Where to stay with Multiple Sclerosis

It has been a while since I've posted. We are here right now, staying at the Bay Lake Towers which is part of the contemporary. When I was first dx'd many things simply sucked the like out of me. I was on Copaxone and it did little for me. We live in the Houston area, so I knew to expect the same types of symptoms from heat and humidity. We did one trip in late June and I said never again. Many years have passed and I am on Tysabri now. My symptoms are decreased and less intense. I also have 13 years of ms experience under my belt. A couple of thoughts that may be here, but I'm seeing a lot of ecv suggestions mostly:

1. If your doc is an MS specialist, tell him your therapy isn't working anymore and change it. This can change your whole life, I promise. Or get a new doc that is a specialist.
2. Cooling vests are heavy. There are the kinds with ice packs and the evaporative type. It is freaking humid in Orlando in the summer and evaporative vests are not as effective in humidity. I have both types of vests and have used both at DW. I no longer do this. I have a misting fan and a chilly pad.
3. Do not come to Florida in the summer if you have intense heat sensitivity. You may also have humidity sensitivity (sort of). I can deal with dry heat better than humid heat.
4. Find a way to excercise in a group before your trip. I joined the Y 2 months ago and have been working out 4 days a week for 2 hrs a day. I am doing better on this trip than my DH! I attribute this to working out.
5. Since you have not been to Disney you will need to research each place you are going ahead of time to find little pockets of A/C and a quite place to sit out of the sun. Make sure your family knows that you may have to stop in a shop just to soak up the A/C. Always have water in a bottle and drink it.
6. Schedule non- park days. Sleep in. Spend more time at night during night time EMH than during a warm day in a park. Take several pairs of shoes.
7. Stop at guest services your first day and get a disability services thingy placed on your magic band (will be for everyone) if you are going at a warm/hot time of the year. Since we are here in June, I have done this and used it yesterday during the day at Magic Kingdom. I will use it today at animal kingdom.
8. Feel free to ask anyone that has Disney MS experience by private message including me.
Wow thank you for all of this fabastic info. I am seeing it at the right time even though it’s a year or two later...these are all timely things I need to hear. I was on copaxone for a year and started having severe transient chest pain. My me has progressed...so again, thank you for the fantastic and compassionate tips and info above. God bless you!
 
@Momtoapug Just remember - that ECV is nothing more than a TOOL to let you have the best possible time on your vacation. If you need to explain to your little girl about it, just tell her this: "You will see lots of people at Disney World use scooters, and Mommy is going to use one too! It's just for Mommy to drive - you still get to walk and hold Daddy's hand!" If she needs further explanation, just tell her that you are using it to help your legs - just like someone might use glasses to help their eyes see better, or a hearing aid to help their ears hear better.

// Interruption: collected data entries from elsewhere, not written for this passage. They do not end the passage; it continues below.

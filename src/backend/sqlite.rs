//! In-process SQLite backend.
//!
//! Statements run to completion at submission; status polls report the
//! recorded outcome. Outcomes of the most recent statements are kept,
//! older ones are forgotten. Result tables live in an attached schema so they can
//! be addressed as `<schema>.<table>` like on the warehouses.

use std::path::Path;
use std::sync::{Mutex, MutexGuard};
use std::time::Instant;

use async_trait::async_trait;
use rusqlite::types::ValueRef;
use rusqlite::Connection;

use super::{BackendDriver, BackendError, BackendResult, ExecutionState, StatementTarget, Vendor, VendorStatus};
use crate::retained::Retained;
use crate::sql::dialect::helpers;
use crate::sql::SqlDialect;
use crate::value::{Row, Value};

const MAIN_SCHEMA: &str = "main";

/// Statement outcomes kept for status polls.
pub const DEFAULT_STATEMENT_RETENTION: usize = 1024;

#[derive(Debug, Clone)]
struct SqliteStatement {
    state: ExecutionState,
    duration_nanos: u64,
    error: Option<String>,
}

pub struct SqliteDriver {
    name: String,
    conn: Mutex<Connection>,
    statements: Mutex<Retained<String, SqliteStatement>>,
}

impl SqliteDriver {
    /// Open an in-memory database with `result_schema` attached.
    pub fn open_in_memory(name: impl Into<String>, result_schema: &str) -> BackendResult<Self> {
        Self::with_connection(name, Connection::open_in_memory()?, result_schema)
    }

    /// Open a database file (or `:memory:`) with `result_schema` attached.
    pub fn open<P: AsRef<Path>>(
        name: impl Into<String>,
        path: P,
        result_schema: &str,
    ) -> BackendResult<Self> {
        let path = path.as_ref();
        let conn = if path.as_os_str().is_empty() || path == Path::new(":memory:") {
            Connection::open_in_memory()?
        } else {
            Connection::open(path)?
        };
        Self::with_connection(name, conn, result_schema)
    }

    fn with_connection(
        name: impl Into<String>,
        conn: Connection,
        result_schema: &str,
    ) -> BackendResult<Self> {
        let schema = helpers::sanitize_identifier(result_schema);
        if !schema.is_empty() && !schema.eq_ignore_ascii_case(MAIN_SCHEMA) {
            conn.execute_batch(&format!("ATTACH DATABASE ':memory:' AS {}", schema))?;
        }
        Ok(Self {
            name: name.into(),
            conn: Mutex::new(conn),
            statements: Mutex::new(Retained::new(DEFAULT_STATEMENT_RETENTION)),
        })
    }

    /// Keep the outcomes of at most `capacity` statements.
    pub fn with_statement_retention(self, capacity: usize) -> Self {
        Self {
            statements: Mutex::new(Retained::new(capacity)),
            ..self
        }
    }

    fn statements(&self) -> BackendResult<MutexGuard<'_, Retained<String, SqliteStatement>>> {
        self.statements
            .lock()
            .map_err(|_| BackendError::StatementFailed("sqlite statement log poisoned".into()))
    }

    /// Run setup SQL (fixture tables, seed rows).
    pub fn seed(&self, sql: &str) -> BackendResult<()> {
        self.with_conn(|conn| conn.execute_batch(sql))
    }

    fn with_conn<T>(
        &self,
        f: impl FnOnce(&Connection) -> rusqlite::Result<T>,
    ) -> BackendResult<T> {
        let conn = self
            .conn
            .lock()
            .map_err(|_| BackendError::StatementFailed("sqlite connection poisoned".into()))?;
        f(&conn).map_err(classify)
    }

    fn run_query(conn: &Connection, sql: &str) -> rusqlite::Result<Vec<Row>> {
        let mut stmt = conn.prepare(sql)?;
        let columns: Vec<String> = stmt.column_names().iter().map(|c| c.to_string()).collect();
        let mut rows = stmt.query([])?;
        let mut out = Vec::new();
        while let Some(row) = rows.next()? {
            let mut record = Row::new();
            for (i, column) in columns.iter().enumerate() {
                record.insert(column.clone(), to_value(row.get_ref(i)?));
            }
            out.push(record);
        }
        Ok(out)
    }
}

/// SQLite reports missing tables as generic errors; pick them out.
fn classify(err: rusqlite::Error) -> BackendError {
    let message = err.to_string();
    if message.contains("no such table") {
        BackendError::EntityNotFound(message)
    } else {
        BackendError::Sqlite(err)
    }
}

fn to_value(value: ValueRef<'_>) -> Value {
    match value {
        ValueRef::Null => Value::Null,
        ValueRef::Integer(n) => Value::Long(n),
        ValueRef::Real(n) => Value::Double(n),
        ValueRef::Text(text) | ValueRef::Blob(text) => {
            Value::String(String::from_utf8_lossy(text).into_owned())
        }
    }
}

fn split_table(table: &str) -> (&str, &str) {
    table.split_once('.').unwrap_or((MAIN_SCHEMA, table))
}

#[async_trait]
impl BackendDriver for SqliteDriver {
    fn name(&self) -> &str {
        &self.name
    }

    fn vendor(&self) -> Vendor {
        Vendor::Sqlite
    }

    async fn submit_statement(&self, sql: &str, _target: &StatementTarget) -> BackendResult<String> {
        let execution_id = uuid::Uuid::new_v4().to_string();
        let started = Instant::now();
        let outcome = self.with_conn(|conn| conn.execute_batch(sql));
        let duration_nanos = u64::try_from(started.elapsed().as_nanos()).unwrap_or(u64::MAX);

        let statement = match outcome {
            Ok(()) => SqliteStatement {
                state: ExecutionState::Finished,
                duration_nanos,
                error: None,
            },
            Err(err) => {
                tracing::warn!(%execution_id, error = %err, "sqlite statement failed");
                SqliteStatement {
                    state: ExecutionState::Failed,
                    duration_nanos,
                    error: Some(err.to_string()),
                }
            }
        };
        self.statements()?.insert(execution_id.clone(), statement);
        Ok(execution_id)
    }

    async fn status(&self, execution_id: &str) -> BackendResult<VendorStatus> {
        let statement = self
            .statements()?
            .get(execution_id)
            .cloned()
            .ok_or_else(|| BackendError::UnknownExecution(execution_id.to_string()))?;
        Ok(VendorStatus {
            state: statement.state.as_str().to_string(),
            duration_nanos: Some(statement.duration_nanos),
            error: statement.error,
            ..VendorStatus::default()
        })
    }

    async fn cancel(&self, execution_id: &str) -> BackendResult<bool> {
        if self.statements()?.contains(execution_id) {
            // Statements complete during submission
            Ok(false)
        } else {
            Err(BackendError::UnknownExecution(execution_id.to_string()))
        }
    }

    async fn query(&self, sql: &str) -> BackendResult<Vec<Row>> {
        self.with_conn(|conn| Self::run_query(conn, sql))
    }

    async fn table_exists(&self, table: &str) -> BackendResult<bool> {
        let (schema, name) = split_table(table);
        let sql = format!(
            "SELECT count(*) FROM {}.sqlite_master WHERE type IN ('table', 'view') AND name = ?1",
            helpers::sanitize_identifier(schema)
        );
        let conn = self
            .conn
            .lock()
            .map_err(|_| BackendError::StatementFailed("sqlite connection poisoned".into()))?;
        match conn.query_row(&sql, [name], |row| row.get::<_, i64>(0)) {
            Ok(count) => Ok(count > 0),
            // Schema not attached
            Err(rusqlite::Error::SqliteFailure(_, Some(message)))
                if message.contains("unknown database") =>
            {
                Ok(false)
            }
            Err(err) => Err(classify(err)),
        }
    }

    async fn create_as_select(&self, table: &str, select: &str) -> BackendResult<()> {
        let sql = self.dialect().create_table_as(table, select);
        self.with_conn(|conn| conn.execute_batch(&sql))
    }
}
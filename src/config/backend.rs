//! Per-backend connection configuration.

use serde::{Deserialize, Serialize};

use super::settings::{expand_env_vars, SettingsError};
use crate::backend::Vendor;

/// One `[backends.<name>]` table.
#[derive(Debug, Clone, Deserialize, Serialize)]
pub struct BackendSettings {
    /// Warehouse vendor (redshift, athena, sqlite).
    pub vendor: String,

    /// Connection string (supports ${ENV_VAR} expansion).
    #[serde(default)]
    pub connection_string: String,

    /// Catalog statements run against, where the vendor has one.
    #[serde(default)]
    pub catalog: Option<String>,

    /// Database statements run against.
    #[serde(default)]
    pub database: Option<String>,
}

impl BackendSettings {
    pub fn new(vendor: Vendor, connection_string: impl Into<String>) -> Self {
        Self {
            vendor: vendor.as_str().to_string(),
            connection_string: connection_string.into(),
            catalog: None,
            database: None,
        }
    }

    /// Get the vendor type.
    pub fn vendor_type(&self) -> Result<Vendor, SettingsError> {
        self.vendor
            .parse()
            .map_err(|_| SettingsError::UnsupportedVendor(self.vendor.clone()))
    }

    /// Get the connection string with environment variables expanded.
    pub fn resolved_connection_string(&self) -> Result<String, SettingsError> {
        expand_env_vars(&self.connection_string)
    }
}
//! Shared helper functions for SQL dialect implementations.
//!
//! Dialects compose these to implement `SqlDialect` with minimal
//! duplication.

// =============================================================================
// Identifier and String Quoting
// =============================================================================

/// Quote identifier with double quotes (ANSI style).
/// Used by: Redshift, Athena, SQLite
pub fn quote_double(ident: &str) -> String {
    format!("\"{}\"", ident.replace('"', "\"\""))
}

/// Quote string with single quotes (standard SQL).
/// Used by: All dialects
pub fn quote_string_single(s: &str) -> String {
    format!("'{}'", s.replace('\'', "''"))
}

/// Quote a `LIKE` prefix pattern, escaping the wildcards in the prefix.
pub fn quote_like_prefix(prefix: &str) -> String {
    let escaped = prefix
        .replace('\\', "\\\\")
        .replace('%', "\\%")
        .replace('_', "\\_");
    quote_string_single(&format!("{}%", escaped))
}

/// Keep `[A-Za-z0-9_]`, replace everything else with `_`.
pub fn sanitize_identifier(raw: &str) -> String {
    raw.chars()
        .map(|c| if c.is_ascii_alphanumeric() || c == '_' { c } else { '_' })
        .collect()
}

// =============================================================================
// Boolean Formatting
// =============================================================================

/// Format boolean as literal true/false.
/// Used by: Redshift, Athena
pub fn format_bool_literal(b: bool) -> &'static str {
    if b {
        "true"
    } else {
        "false"
    }
}

/// Format boolean as numeric 1/0.
/// Used by: SQLite
pub fn format_bool_numeric(b: bool) -> &'static str {
    if b {
        "1"
    } else {
        "0"
    }
}

// =============================================================================
// Pagination
// =============================================================================

/// Emit ` LIMIT n OFFSET m` (standard SQL). Empty when neither is set.
pub fn emit_limit_offset_standard(limit: Option<u64>, offset: Option<u64>) -> String {
    let mut sql = String::new();
    if let Some(lim) = limit {
        sql.push_str(&format!(" LIMIT {}", lim));
    }
    if let Some(off) = offset {
        sql.push_str(&format!(" OFFSET {}", off));
    }
    sql
}

// =============================================================================
// Date Ranges
// =============================================================================

/// `field >= CAST('value' AS timestamp)`
pub fn date_range_start_cast(field: &str, value: &str) -> String {
    format!("{} >= CAST({} AS timestamp)", field, quote_string_single(value))
}

/// `field < CAST('value' AS timestamp) + <interval>`; the end day is inclusive.
pub fn date_range_end_cast(field: &str, value: &str, one_day: &str) -> String {
    format!(
        "{} < (CAST({} AS timestamp) + {})",
        field,
        quote_string_single(value),
        one_day
    )
}
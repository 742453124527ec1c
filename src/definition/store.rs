//! Access to report definitions.
//!
//! Definitions are owned by an external store. The execution services only
//! read them through [`DefinitionStore`].

use std::collections::HashMap;
use std::path::Path;
use std::sync::Arc;

use async_trait::async_trait;

use super::report::ReportDefinition;

/// Errors raised while loading definitions into the in-memory store.
#[derive(Debug, thiserror::Error)]
pub enum DefinitionError {
    #[error("Failed to read definition file: {0}")]
    Io(#[from] std::io::Error),

    #[error("Failed to parse definition: {0}")]
    Parse(#[from] serde_json::Error),
}

#[async_trait]
pub trait DefinitionStore: Send + Sync {
    /// Fetch a report definition by id.
    async fn report_definition(&self, report_id: &str) -> Option<Arc<ReportDefinition>>;

    /// All known report ids.
    async fn report_ids(&self) -> Vec<String>;
}

/// Definitions held in memory, keyed by report id.
#[derive(Debug, Default, Clone)]
pub struct InMemoryDefinitionStore {
    reports: HashMap<String, Arc<ReportDefinition>>,
}

impl InMemoryDefinitionStore {
    pub fn new() -> Self {
        Self::default()
    }

    pub fn with_definitions(definitions: impl IntoIterator<Item = ReportDefinition>) -> Self {
        let mut store = Self::new();
        for definition in definitions {
            store.insert(definition);
        }
        store
    }

    pub fn insert(&mut self, definition: ReportDefinition) {
        self.reports
            .insert(definition.id.clone(), Arc::new(definition));
    }

    /// Parse either a single definition or an array of definitions.
    pub fn from_json_str(json: &str) -> Result<Self, DefinitionError> {
        let value: serde_json::Value = serde_json::from_str(json)?;
        let definitions: Vec<ReportDefinition> = if value.is_array() {
            serde_json::from_value(value)?
        } else {
            vec![serde_json::from_value(value)?]
        };
        Ok(Self::with_definitions(definitions))
    }

    pub fn from_file<P: AsRef<Path>>(path: P) -> Result<Self, DefinitionError> {
        let content = std::fs::read_to_string(path)?;
        Self::from_json_str(&content)
    }
}

#[async_trait]
impl DefinitionStore for InMemoryDefinitionStore {
    async fn report_definition(&self, report_id: &str) -> Option<Arc<ReportDefinition>> {
        self.reports.get(report_id).cloned()
    }

    async fn report_ids(&self) -> Vec<String> {
        let mut ids: Vec<String> = self.reports.keys().cloned().collect();
        ids.sort();
        ids
    }
}
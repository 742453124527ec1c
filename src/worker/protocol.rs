//! Protocol types for worker communication.
//!
//! The driver worker speaks NDJSON: one request envelope per line on
//! stdin, one response envelope per line on stdout, correlated by `id`.

use serde::{Deserialize, Serialize};

// ============================================================================
// Request/Response Envelope
// ============================================================================

/// Request envelope sent to the worker.
#[derive(Debug, Clone, Serialize)]
pub struct RequestEnvelope {
    /// Unique request ID for correlation.
    pub id: String,
    /// Method name (e.g., "statement.submit").
    pub method: String,
    /// Method-specific parameters.
    pub params: serde_json::Value,
}

/// Response envelope received from the worker.
#[derive(Debug, Clone, Deserialize)]
pub struct ResponseEnvelope {
    /// Request ID this response corresponds to.
    pub id: String,
    /// Whether the request succeeded.
    pub success: bool,
    /// Result data (present if success = true).
    #[serde(default)]
    pub result: Option<serde_json::Value>,
    /// Error information (present if success = false).
    #[serde(default)]
    pub error: Option<ErrorInfo>,
}

/// Error information in a failed response.
#[derive(Debug, Clone, Deserialize)]
pub struct ErrorInfo {
    /// Error code.
    pub code: String,
    /// Human-readable error message.
    pub message: String,
}

// ============================================================================
// Connection Parameters (included in all requests)
// ============================================================================

/// Warehouse connection parameters.
#[derive(Debug, Clone, Serialize, Deserialize)]
pub struct ConnectionParams {
    /// Vendor driver name (e.g., "redshift", "athena").
    pub driver: String,
    /// Driver-specific connection string.
    pub connection_string: String,
}

// ============================================================================
// Statement Parameters
// ============================================================================

/// Parameters for `statement.submit`.
#[derive(Debug, Clone, Serialize)]
pub struct SubmitStatementParams {
    #[serde(flatten)]
    pub connection: ConnectionParams,
    /// SQL statement to run asynchronously.
    pub sql: String,
    #[serde(skip_serializing_if = "Option::is_none")]
    pub catalog: Option<String>,
    #[serde(skip_serializing_if = "Option::is_none")]
    pub database: Option<String>,
}

/// Parameters for `statement.status` and `statement.cancel`.
#[derive(Debug, Clone, Serialize)]
pub struct StatementParams {
    #[serde(flatten)]
    pub connection: ConnectionParams,
    /// Vendor execution id returned by `statement.submit`.
    pub execution_id: String,
}

/// Parameters for `query.execute`.
#[derive(Debug, Clone, Serialize)]
pub struct ExecuteQueryParams {
    #[serde(flatten)]
    pub connection: ConnectionParams,
    /// SQL query to execute.
    pub sql: String,
    /// Query parameters (optional).
    #[serde(skip_serializing_if = "Option::is_none")]
    pub args: Option<Vec<serde_json::Value>>,
}

/// Parameters for `table.exists`.
#[derive(Debug, Clone, Serialize)]
pub struct TableParams {
    #[serde(flatten)]
    pub connection: ConnectionParams,
    /// Schema-qualified table name.
    pub table: String,
}

/// Parameters for `table.create_as_select`.
#[derive(Debug, Clone, Serialize)]
pub struct CreateAsSelectParams {
    #[serde(flatten)]
    pub connection: ConnectionParams,
    /// Schema-qualified table to create.
    pub table: String,
    /// Full `CREATE TABLE ... AS` statement in the vendor dialect.
    pub sql: String,
}

// ============================================================================
// Response Types
// ============================================================================

/// Response from `statement.submit`.
#[derive(Debug, Clone, Deserialize)]
pub struct SubmitStatementResponse {
    pub execution_id: String,
}

/// Response from `statement.status`, in the vendor's own vocabulary.
#[derive(Debug, Clone, Deserialize)]
pub struct StatementStatusResponse {
    /// Vendor state name (e.g., "RUNNING", "SUCCEEDED").
    pub state: String,
    #[serde(default)]
    pub duration_nanos: Option<u64>,
    #[serde(default)]
    pub result_rows: Option<u64>,
    #[serde(default)]
    pub result_size_bytes: Option<u64>,
    #[serde(default)]
    pub error: Option<String>,
    #[serde(default)]
    pub error_category: Option<String>,
    #[serde(default)]
    pub state_change_reason: Option<String>,
}

/// Response from `statement.cancel`.
#[derive(Debug, Clone, Deserialize)]
pub struct CancelStatementResponse {
    pub cancelled: bool,
}

/// Column information in query results.
#[derive(Debug, Clone, Deserialize)]
pub struct QueryResultColumn {
    /// Column name or alias.
    pub name: String,
    /// Database-specific type.
    pub data_type: String,
}

/// Response from `query.execute`.
#[derive(Debug, Clone, Deserialize)]
pub struct ExecuteQueryResponse {
    /// Result column descriptions.
    pub columns: Vec<QueryResultColumn>,
    /// Result data rows.
    pub rows: Vec<Vec<serde_json::Value>>,
    /// Number of rows returned.
    pub row_count: i32,
}

/// Response from `table.exists`.
#[derive(Debug, Clone, Deserialize)]
pub struct TableExistsResponse {
    pub exists: bool,
}

/// Response from `table.create_as_select`.
#[derive(Debug, Clone, Deserialize)]
pub struct CreateAsSelectResponse {
    #[serde(default)]
    pub rows_affected: Option<i64>,
}

// ============================================================================
// Method Names
// ============================================================================

/// Worker method names.
pub mod methods {
    pub const SUBMIT_STATEMENT: &str = "statement.submit";
    pub const STATEMENT_STATUS: &str = "statement.status";
    pub const CANCEL_STATEMENT: &str = "statement.cancel";
    pub const EXECUTE_QUERY: &str = "query.execute";
    pub const TABLE_EXISTS: &str = "table.exists";
    pub const CREATE_AS_SELECT: &str = "table.create_as_select";
}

Trust me - she will be so busy looking at everything and having fun that you - on an ECV - will largely be a non-event after about 15 minutes.
 
@Momtoapug Just remember - that ECV is nothing more than a TOOL to let you have the best possible time on your vacation. If you need to explain to your little girl about it, just tell her this: "You will see lots of people at Disney World use scooters, and Mommy is going to use one too! It's just for Mommy to drive - you still get to walk and hold Daddy's hand!" If she needs further explanation, just tell her that you are using it to help your legs - just like someone might use glasses to help their eyes see better, or a hearing aid to help their ears hear better.

Trust me - she will be so busy looking at everything and having fun that you - on an ECV - will largely be a non-event after about 15 minutes.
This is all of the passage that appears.